Quantitation of estradiol by competitive light-initiated chemiluminescent assay using estriol as competitive antigen.

机构信息

School of Medical Laboratory, Tianjin Medical University, Tianjin, China.

Department of Clinical Laboratory, Tianjin Central Hospital of Obstetrics and Gynecology, Tianjin, China.

出版信息

J Clin Lab Anal. 2020 Jan;34(1):e23014. doi: 10.1002/jcla.23014. Epub 2019 Aug 24.

Abstract

BACKGROUND

Light-initiated chemiluminescent assays (LICA) are homogeneous assays that are sensitive, specific, and free of separation and washing steps and have high throughput and high precision.

METHODS

In this research, we developed a competitive method by LICA to achieve accurate quantification of estradiol (E2) in human serum. E2 competed with estriol (E3) for binding to anti-human E2 antibodies. E3 was linked to biotin via bovine serum albumin as a linker. As this assay used competition between the labeled tracer and the analyte, an increase in E2 concentration will cause a signal decrease.

RESULTS

The expected detection range of E2 was 20-5000 pg/mL. The analytical and functional sensitivities were 7.16 and 13.7 pg/mL, respectively. The intra- and inter-assay coefficients of variation were both below 15%, and the recovery rate ranged from 97.5% to 106.8%. The interference rates ranged from -3.6% to 5.4% and met detection requirements for E2 in hyperbilirubinemia, hemolysis, and lipemia in clinical samples.
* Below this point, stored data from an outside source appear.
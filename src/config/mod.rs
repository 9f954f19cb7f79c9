pub mod roles;

pub use roles::{Role, RoleMapping, ROLE_MAPPING_VERSION};

use crate::errors::{GitumError, Result};
use crate::utils::atomic_file;
use std::fs;
use std::path::{Path, PathBuf};

/// File carrying the role mapping inside the patches branch
pub const TRACKED_CONFIG_FILE: &str = ".gitum-config";

const METADATA_DIR: &str = "gitum";
const LOCAL_CONFIG_FILE: &str = "config.json";

/// Repository-local (untracked) gitum metadata directory: `<git-dir>/gitum`
pub fn metadata_dir(git_dir: &Path) -> PathBuf {
    git_dir.join(METADATA_DIR)
}

/// Ensure the metadata directory exists
pub fn ensure_metadata_dir(git_dir: &Path) -> Result<PathBuf> {
    let dir = metadata_dir(git_dir);
    if !dir.exists() {
        fs::create_dir_all(&dir).map_err(|e| {
            GitumError::config(format!("Failed to create metadata directory: {e}"))
        })?;
    }
    Ok(dir)
}

/// Check if a repository carries a gitum role mapping
pub fn is_repo_initialized(git_dir: &Path) -> bool {
    metadata_dir(git_dir).join(LOCAL_CONFIG_FILE).exists()
}

/// Load the local role mapping written by `create` or `clone`
pub fn load_mapping(git_dir: &Path) -> Result<RoleMapping> {
    let path = metadata_dir(git_dir).join(LOCAL_CONFIG_FILE);
    if !path.exists() {
        return Err(GitumError::config(
            "No gitum role mapping found. Run 'gitum create' or 'gitum clone' first.",
        ));
    }

    let content = fs::read_to_string(&path)
        .map_err(|e| GitumError::config(format!("Failed to read role mapping: {e}")))?;
    RoleMapping::from_json(&content)
}

/// Persist the local copy of the role mapping
pub fn save_mapping(git_dir: &Path, mapping: &RoleMapping) -> Result<()> {
    let dir = ensure_metadata_dir(git_dir)?;
    atomic_file::write_string(&dir.join(LOCAL_CONFIG_FILE), &mapping.to_json()?)?;
    tracing::debug!("Saved role mapping to {}", dir.display());
    Ok(())
}

/// Remove the local role mapping; a missing file is not an error
pub fn remove_mapping(git_dir: &Path) -> Result<()> {
    let path = metadata_dir(git_dir).join(LOCAL_CONFIG_FILE);
    if path.exists() {
        fs::remove_file(&path)
            .map_err(|e| GitumError::config(format!("Failed to remove role mapping: {e}")))?;
    }
    Ok(())
}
In addition, the cross-reactivity rates between E2 and structural analogs and some reproductive hormones varied from 1.9% to 10.6% which showed that LICA is highly specific for E2. Moreover, our results showed high accordance with the IMMULITE 2000 (y = 0.6695x + 47.92, r  = .843) and VIDAS systems (y = 1.099x - 821.5, r  = .9392).

CONCLUSION

Our data show that the LICA, which is easy to automate, is a promising technique for quantification of E2 in human serum and could be used for clinical detection.

摘要

背景

光引发化学发光分析(LICA)是一种均相分析方法,具有灵敏度高、特异性强、无需分离和洗涤步骤、高通量和高精度等优点。

方法

在这项研究中,我们开发了一种通过 LICA 进行的竞争方法,以实现人血清中雌二醇(E2)的准确定量。E2 与雌三醇(E3)竞争与抗人 E2 抗体结合。E3 通过牛血清白蛋白作为连接物与生物素连接。由于该测定法使用标记示踪剂与分析物之间的竞争,E2 浓度的增加将导致信号降低。

结果

E2 的预期检测范围为 20-5000 pg/mL。分析灵敏度和功能灵敏度分别为 7.16 和 13.7 pg/mL。批内和批间变异系数均低于 15%,回收率范围为 97.5%至 106.8%。干扰率范围为-3.6%至 5.4%,符合临床样品中高胆红素血症、溶血和脂血中 E2 的检测要求。此外,E2 与结构类似物和一些生殖激素之间的交叉反应率在 1.9%至 10.6%之间,表明 LICA 对 E2 具有高度特异性。此外,我们的结果与人免疫化学发光分析仪(y=0.6695x+47.92,r=.843)和 VIDAS 系统(y=1.099x-821.5,r=.9392)高度一致。

结论

我们的数据表明,易于自动化的 LICA 是一种有前途的人血清 E2 定量技术,可用于临床检测。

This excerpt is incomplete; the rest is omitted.